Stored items
--

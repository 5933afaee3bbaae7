use serde::{Deserialize, Serialize};
use std::path::{Path, PathBuf};

use crate::PaddockError;
use crate::provider::ergast::DEFAULT_ERGAST_BASE_URL;
use crate::provider::openf1::DEFAULT_OPENF1_BASE_URL;
use crate::provider::wikipedia::DEFAULT_WIKIPEDIA_SUMMARY_URL;
use crate::session::{DEFAULT_CACHE_CAPACITY, fetcher::DEFAULT_FETCH_WORKERS};

const CONFIG_FILE_NAME: &str = "config.json";

#[derive(Serialize, Deserialize, Debug, Clone, PartialEq)]
#[serde(default)]
pub struct EngineConfig {
    /// Maximum number of loaded sessions kept in memory
    pub cache_capacity: u64,
    /// Size of the worker pool used for multi-session fetches
    pub fetch_workers: usize,
    pub provider_base_url: String,
    /// Source of tyre stints and car data, `null` to load sessions without them
    pub enrichment_base_url: Option<String>,
    pub provider_timeout_s: u64,
    pub metadata_base_url: String,
    pub image_base_url: String,
    /// Upper bound for each metadata or image request
    pub metadata_timeout_s: u64,
    pub user_agent: String,
}

impl Default for EngineConfig {
    fn default() -> Self {
        Self {
            cache_capacity: DEFAULT_CACHE_CAPACITY,
            fetch_workers: DEFAULT_FETCH_WORKERS,
            provider_base_url: DEFAULT_ERGAST_BASE_URL.to_string(),
            enrichment_base_url: Some(DEFAULT_OPENF1_BASE_URL.to_string()),
            provider_timeout_s: 30,
            metadata_base_url: DEFAULT_ERGAST_BASE_URL.to_string(),
            image_base_url: DEFAULT_WIKIPEDIA_SUMMARY_URL.to_string(),
            metadata_timeout_s: 5,
            user_agent: format!("paddock/{}", env!("CARGO_PKG_VERSION")),
        }
    }
}

impl EngineConfig {
    pub fn default_path() -> Option<PathBuf> {
        Some(dirs::config_dir()?.join("paddock").join(CONFIG_FILE_NAME))
    }

    /// Reads the config from the user's config directory, if one was saved.
    pub fn from_local_file() -> Result<Option<Self>, PaddockError> {
        match Self::default_path() {
            Some(path) => Self::from_file(&path),
            None => Ok(None),
        }
    }

    pub fn from_file(config_path: &Path) -> Result<Option<Self>, PaddockError> {
        if !config_path.exists() {
            return Ok(None);
        }
        let file = std::fs::File::open(config_path)
            .map_err(|e| PaddockError::ConfigIOError { source: e })?;
        serde_json::from_reader(file)
            .map(Some)
            .map_err(|e| PaddockError::ConfigSerializeError { source: e })
    }

    pub fn save(&self) -> Result<(), PaddockError> {
        let config_path = Self::default_path().ok_or(PaddockError::NoConfigDir)?;
        self.save_to(&config_path)
    }

    pub fn save_to(&self, config_path: &Path) -> Result<(), PaddockError> {
        if let Some(parent) = config_path.parent() {
            std::fs::create_dir_all(parent)
                .map_err(|e| PaddockError::ConfigIOError { source: e })?;
        }

        let file = std::fs::File::create(config_path)
            .map_err(|e| PaddockError::ConfigIOError { source: e })?;
        serde_json::to_writer_pretty(file, self)
            .map_err(|e| PaddockError::ConfigSerializeError { source: e })
    }
}
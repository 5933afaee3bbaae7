// Session data providers and the remote sources used for driver metadata

pub mod ergast;
pub mod http;
pub mod openf1;
pub mod wikipedia;

use crate::errors::ProviderError;
use crate::session::{EventInfo, Session, SessionKey};

pub use ergast::{ErgastDriverDirectory, ErgastProvider};
pub use http::{HttpClient, ReqwestClient};
pub use openf1::OpenF1Enrichment;
pub use wikipedia::WikipediaImageLookup;

/// Source of season schedules and session data.
///
/// Implementations perform blocking network I/O and are shared between the
/// fetch workers, so they must be `Send + Sync`.
pub trait SessionProvider: Send + Sync {
    /// Events of a season in chronological order.
    fn event_schedule(
        &self,
        year: i32,
        include_testing: bool,
    ) -> Result<Vec<EventInfo>, ProviderError>;

    /// Loads laps, results and telemetry for one session.
    fn load_session(&self, key: &SessionKey) -> Result<Session, ProviderError>;
}

/// Matches an event by round number, exact name, or a case-insensitive
/// fragment of its name, country or locality.
pub(crate) fn find_event<'a>(schedule: &'a [EventInfo], event: &str) -> Option<&'a EventInfo> {
    let needle = event.trim().to_lowercase();
    if let Ok(round) = needle.parse::<u32>() {
        return schedule.iter().find(|e| e.round == round);
    }
    schedule
        .iter()
        .find(|e| e.name.to_lowercase() == needle)
        .or_else(|| {
            schedule.iter().find(|e| {
                e.name.to_lowercase().contains(&needle)
                    || e.country
                        .as_ref()
                        .is_some_and(|c| c.to_lowercase().contains(&needle))
                    || e.location
                        .as_ref()
                        .is_some_and(|l| l.to_lowercase().contains(&needle))
            })
        })
}
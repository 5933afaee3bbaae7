use serde::{Deserialize, Serialize};
use uom::si::{
    f64::Velocity,
    velocity::{kilometer_per_hour, meter_per_second},
};

use crate::session::{CarSample, Session};

/// Car data sample placed on a distance axis.
#[derive(Debug, Clone, Copy, PartialEq, Serialize, Deserialize)]
pub struct TelemetrySample {
    /// Meters from the start of the lap, non-decreasing
    pub distance: f64,
    pub speed: f64,
    pub throttle: f64,
    pub brake: f64,
}

/// One driver's channel plotted against distance as `(distance, value)` pairs.
#[derive(Debug, Clone, Default, PartialEq, Serialize, Deserialize)]
pub struct DriverTrace {
    pub driver: String,
    pub points: Vec<(f64, f64)>,
}

/// The same channel for both compared drivers. Each trace keeps its own
/// distance samples; the two are overlaid, never resampled onto one axis.
#[derive(Debug, Clone, Default, PartialEq, Serialize, Deserialize)]
pub struct ChannelComparison {
    pub first: DriverTrace,
    pub second: DriverTrace,
}

impl ChannelComparison {
    pub fn is_empty(&self) -> bool {
        self.first.points.is_empty() && self.second.points.is_empty()
    }
}

#[derive(Debug, Clone, Default, PartialEq, Serialize, Deserialize)]
pub struct TelemetryComparison {
    pub speed: ChannelComparison,
    pub throttle: ChannelComparison,
    pub brake: ChannelComparison,
}

impl TelemetryComparison {
    /// Three comparisons with no data for either driver.
    pub fn empty(driver_a: &str, driver_b: &str) -> Self {
        let channel = ChannelComparison {
            first: DriverTrace {
                driver: driver_a.to_string(),
                points: Vec::new(),
            },
            second: DriverTrace {
                driver: driver_b.to_string(),
                points: Vec::new(),
            },
        };
        Self {
            speed: channel.clone(),
            throttle: channel.clone(),
            brake: channel,
        }
    }

    pub fn is_empty(&self) -> bool {
        self.speed.is_empty() && self.throttle.is_empty() && self.brake.is_empty()
    }
}

/// Places raw car samples on a cumulative distance axis.
///
/// Each sample covers `speed * dt` meters, where `dt` is the time since the
/// previous sample (since the lap start for the first one). Negative time steps
/// contribute nothing, keeping the axis non-decreasing.
pub fn add_distance(samples: &[CarSample]) -> Vec<TelemetrySample> {
    let mut distance = 0.;
    let mut prev_time = 0.;
    samples
        .iter()
        .map(|sample| {
            let dt = (sample.time_s - prev_time).max(0.);
            prev_time = sample.time_s;
            let speed_mps = Velocity::new::<kilometer_per_hour>(sample.speed_kph)
                .get::<meter_per_second>();
            distance += speed_mps * dt;
            TelemetrySample {
                distance,
                speed: sample.speed_kph,
                throttle: sample.throttle,
                brake: sample.brake,
            }
        })
        .collect()
}

fn trace(
    driver: &str,
    samples: &[TelemetrySample],
    channel: impl Fn(&TelemetrySample) -> f64,
) -> DriverTrace {
    DriverTrace {
        driver: driver.to_string(),
        points: samples.iter().map(|s| (s.distance, channel(s))).collect(),
    }
}

/// Compares speed, throttle and brake over the fastest lap of two drivers.
///
/// If either driver has no timed lap in the session all three comparisons are
/// returned empty for both drivers.
pub fn compare(session: &Session, driver_a: &str, driver_b: &str) -> TelemetryComparison {
    let (Some(lap_a), Some(lap_b)) = (session.fastest_lap(driver_a), session.fastest_lap(driver_b))
    else {
        return TelemetryComparison::empty(driver_a, driver_b);
    };

    let a = add_distance(&lap_a.telemetry);
    let b = add_distance(&lap_b.telemetry);

    let channel = |value: fn(&TelemetrySample) -> f64| ChannelComparison {
        first: trace(driver_a, &a, value),
        second: trace(driver_b, &b, value),
    };

    TelemetryComparison {
        speed: channel(|s| s.speed),
        throttle: channel(|s| s.throttle),
        brake: channel(|s| s.brake),
    }
}

#[cfg(test)]
mod tests {
    use super::*;
    use crate::session::{EventInfo, Lap, SessionKey};
    use std::time::Duration;

    fn sample(time_s: f64, speed_kph: f64, throttle: f64, brake: f64) -> CarSample {
        CarSample {
            time_s,
            speed_kph,
            throttle,
            brake,
        }
    }

    fn lap(driver: &str, lap_number: u32, lap_time_ms: u64, telemetry: Vec<CarSample>) -> Lap {
        Lap {
            driver: driver.to_string(),
            lap_number,
            lap_time: Some(Duration::from_millis(lap_time_ms)),
            telemetry,
            ..Lap::default()
        }
    }

    fn session(laps: Vec<Lap>) -> Session {
        Session {
            key: SessionKey::race(2023, "Monza"),
            event: EventInfo {
                round: 14,
                name: "Italian Grand Prix".to_string(),
                date: None,
                country: None,
                location: None,
            },
            laps,
            results: Vec::new(),
        }
    }

    #[test]
    fn test_add_distance_integrates_speed() {
        // 36 km/h is 10 m/s
        let samples = vec![
            sample(0.5, 36., 100., 0.),
            sample(1.5, 72., 100., 0.),
            sample(2.0, 72., 0., 1.),
        ];

        let aligned = add_distance(&samples);
        let distances: Vec<f64> = aligned.iter().map(|s| s.distance).collect();
        assert!((distances[0] - 5.).abs() < 1e-9);
        assert!((distances[1] - 25.).abs() < 1e-9);
        assert!((distances[2] - 35.).abs() < 1e-9);
        assert_eq!(aligned[2].brake, 1.);
    }

    #[test]
    fn test_add_distance_is_non_decreasing() {
        let samples = vec![
            sample(1.0, 100., 50., 0.),
            sample(0.8, 100., 50., 0.),
            sample(1.2, 0., 0., 1.),
        ];

        let aligned = add_distance(&samples);
        assert!(aligned.windows(2).all(|w| w[1].distance >= w[0].distance));
    }

    #[test]
    fn test_compare_uses_fastest_lap() {
        let session = session(vec![
            lap("VER", 1, 85_000, vec![sample(1., 36., 10., 0.)]),
            lap("VER", 2, 82_000, vec![sample(1., 72., 90., 0.), sample(2., 72., 95., 0.)]),
            lap("LEC", 2, 83_000, vec![sample(1., 36., 80., 1.)]),
        ]);

        let comparison = compare(&session, "VER", "LEC");

        let close = |actual: &[(f64, f64)], expected: &[(f64, f64)]| {
            actual.len() == expected.len()
                && actual
                    .iter()
                    .zip(expected)
                    .all(|(a, e)| (a.0 - e.0).abs() < 1e-9 && (a.1 - e.1).abs() < 1e-9)
        };

        assert_eq!(comparison.speed.first.driver, "VER");
        assert!(close(&comparison.speed.first.points, &[(20., 72.), (40., 72.)]));
        assert!(close(&comparison.throttle.first.points, &[(20., 90.), (40., 95.)]));
        // native samples of the second driver are kept as they are
        assert!(close(&comparison.brake.second.points, &[(10., 1.)]));
        assert_eq!(comparison.brake.second.driver, "LEC");
    }

    #[test]
    fn test_compare_driver_without_laps() {
        let session = session(vec![lap("VER", 1, 85_000, vec![sample(1., 36., 10., 0.)])]);

        let comparison = compare(&session, "VER", "SAR");

        assert!(comparison.is_empty());
        assert!(comparison.speed.first.points.is_empty());
        assert!(comparison.speed.second.points.is_empty());
        assert!(comparison.throttle.is_empty());
        assert!(comparison.brake.is_empty());
        assert_eq!(comparison, TelemetryComparison::empty("VER", "SAR"));
    }

    #[test]
    fn test_compare_lap_without_telemetry() {
        let session = session(vec![
            lap("VER", 1, 85_000, Vec::new()),
            lap("LEC", 1, 86_000, Vec::new()),
        ]);

        assert!(compare(&session, "VER", "LEC").is_empty());
    }
}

--

Work request: Copy, from the lines above, each one that holds "contains".

Solution:
                e.name.to_lowercase().contains(&needle)
                        .is_some_and(|c| c.to_lowercase().contains(&needle))
                        .is_some_and(|l| l.to_lowercase().contains(&needle))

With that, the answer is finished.